Не стану греха таить – слушая эту просьбу от незнакомых, я задавал себе вопрос: «Чего хотят, какую выгоду ищут?» «Выгоду» не нашел, зато нашел ошибку в своих рассуждениях. Оказалось, у задачи неверные данные: они не чужие – они свои. Они альпинисты. Им очень важно сознавать эту братскую близость, быть уверенным в ней, ведь они знают и другое: альпинистская солидарность делает каждого сильнее. Это скорее знание сердца, чем головы. Знание огромной ценности, без которого жизнь альпиниста будет пуста, которое следует закреплять, которому нужно постоянное подтверждение. Они просят включить их в список, потому что всегда ищут повода, чтобы упрочить эту братскую связь. И в этом, пожалуй, их выгода. Им выгодно пойти на риск и лишения, но взамен получить прочную, неколебимую веру в альпинистское братство.

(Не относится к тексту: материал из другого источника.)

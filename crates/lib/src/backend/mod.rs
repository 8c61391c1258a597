//! Backend implementations for Vitrine storage
//!
//! This module provides the core `DocumentStore` trait and the backends that
//! implement it.
//!
//! The backing store only understands whole root documents: it can read one
//! (`get`), scan many (`find`) and overwrite top-level fields of one (`put`).
//! It has no notion of Sections, Panels or Blocks as addressable records;
//! everything nested is handled above this layer by the locator and mutator.

use std::any::Any;

use async_trait::async_trait;
use serde_json::{Map, Value};

use crate::{
    ID, Result,
    document::{Depth, RootDoc, RootField, StoredSection, StoredWaypoint},
};

pub mod database;
mod errors;

pub use errors::BackendError;

/// Predicate selecting root documents in a `find` call.
#[derive(Debug, Clone, PartialEq, Eq, Default)]
pub enum Filter {
    /// Every root document.
    #[default]
    All,
    /// Root documents with one of the given IDs.
    Ids(Vec<ID>),
    /// Root documents whose name contains the text, case-insensitively.
    NameContains(String),
}

impl Filter {
    /// Returns true if the document satisfies this filter.
    pub fn matches(&self, doc: &RootDoc) -> bool {
        match self {
            Filter::All => true,
            Filter::Ids(ids) => ids.contains(&doc.id),
            Filter::NameContains(text) => doc.name.to_lowercase().contains(&text.to_lowercase()),
        }
    }
}

/// The subset of a root document's top-level fields replaced by a `put`.
///
/// Each present field replaces the stored value wholesale; a `sections` patch
/// rewrites the whole tree under every Section. Absent fields are untouched.
#[derive(Debug, Clone, Default, PartialEq)]
pub struct RootPatch {
    pub name: Option<String>,
    pub description: Option<Option<String>>,
    pub sections: Option<Vec<StoredSection>>,
    pub waypoints: Option<Vec<StoredWaypoint>>,
    /// Extra top-level keys to set; a `null` value removes the key.
    pub extra: Map<String, Value>,
    /// When set, the write is rejected unless the stored revision matches.
    pub expected_revision: Option<u64>,
}

impl RootPatch {
    pub fn new() -> Self {
        Self::default()
    }

    /// Builds a patch carrying one top-level array taken from `root`.
    pub fn from_root(root: RootDoc, field: RootField) -> Self {
        let mut patch = Self::new();
        match field {
            RootField::Sections => patch.sections = Some(root.sections.unwrap_or_default()),
            RootField::Waypoints => patch.waypoints = Some(root.waypoints.unwrap_or_default()),
        }
        patch
    }

    pub fn with_name(mut self, name: impl Into<String>) -> Self {
        self.name = Some(name.into());
        self
    }

    pub fn with_description(mut self, description: Option<String>) -> Self {
        self.description = Some(description);
        self
    }

    pub fn with_extra(mut self, key: impl Into<String>, value: Value) -> Self {
        self.extra.insert(key.into(), value);
        self
    }

    /// Guards the write with the revision the caller read.
    pub fn expecting_revision(mut self, revision: u64) -> Self {
        self.expected_revision = Some(revision);
        self
    }

    /// Returns true if the patch would not change any field.
    pub fn is_empty(&self) -> bool {
        self.name.is_none()
            && self.description.is_none()
            && self.sections.is_none()
            && self.waypoints.is_none()
            && self.extra.is_empty()
    }

    /// Applies the patch to a full document in place.
    pub(crate) fn apply(self, doc: &mut RootDoc) {
        if let Some(name) = self.name {
            doc.name = name;
        }
        if let Some(description) = self.description {
            doc.description = description;
        }
        if let Some(sections) = self.sections {
            doc.sections = Some(sections);
        }
        if let Some(waypoints) = self.waypoints {
            doc.waypoints = Some(waypoints);
        }
        for (key, value) in self.extra {
            if value.is_null() {
                doc.extra.remove(&key);
            } else {
                doc.extra.insert(key, value);
            }
        }
    }
}

/// DocumentStore trait abstracting the backing store of root documents.
///
/// Implementations persist each Collection as one document and must make
/// every `put` all-or-nothing: a failed write leaves the stored document
/// exactly as it was.
///
/// All implementations must be `Send` and `Sync` to allow sharing across
/// tasks, and implement `Any` to allow for downcasting if needed.
#[async_trait]
pub trait DocumentStore: Send + Sync + Any {
    /// Retrieves a root document materialized down to `depth`.
    ///
    /// # Errors
    /// `BackendError::DocumentNotFound` if no document has this ID,
    /// `BackendError::Unavailable` if the store cannot be read.
    async fn get(&self, root_id: &ID, depth: Depth) -> Result<RootDoc>;

    /// Returns up to `limit` root documents matching `filter`, each
    /// materialized down to `depth`, in creation order.
    async fn find(&self, filter: &Filter, depth: Depth, limit: usize) -> Result<Vec<RootDoc>>;

    /// Replaces the fields present in `patch` and returns the full document.
    ///
    /// Every successful write increments the document's revision.
    ///
    /// # Errors
    /// `BackendError::WriteFailed` or `BackendError::RevisionConflict`; in
    /// both cases nothing was written.
    async fn put(&self, root_id: &ID, patch: RootPatch) -> Result<RootDoc>;

    /// Stores a new root document, stamping its timestamps.
    async fn create(&self, root: RootDoc) -> Result<RootDoc>;

    /// Removes a root document and everything nested inside it.
    async fn remove(&self, root_id: &ID) -> Result<()>;

    /// IDs of all root documents in creation order.
    async fn all_roots(&self) -> Result<Vec<ID>>;

    /// Returns a reference to the store as a trait object for downcasting.
    fn as_any(&self) -> &dyn Any;
}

Они не могут не пойти еще и потому, что их зовут туда души истинных рыцарей.
Получился конкурс. Утвержденная численность экспедиции – двадцать пять человек. Заявлений – устных и письменных – около сотни. Как отказать, никого не обидев? Я все же думал, не освободившись до конца от своих заблуждений, что многие отпадут сами по себе, что их заявления сделаны в минутном порыве. Но таких оказалось меньшинство. Большая часть все это время аккуратно справлялась о судьбе своих кандидатур. Пришлось пускаться на всякого рода уловки, придумывать формы отказа.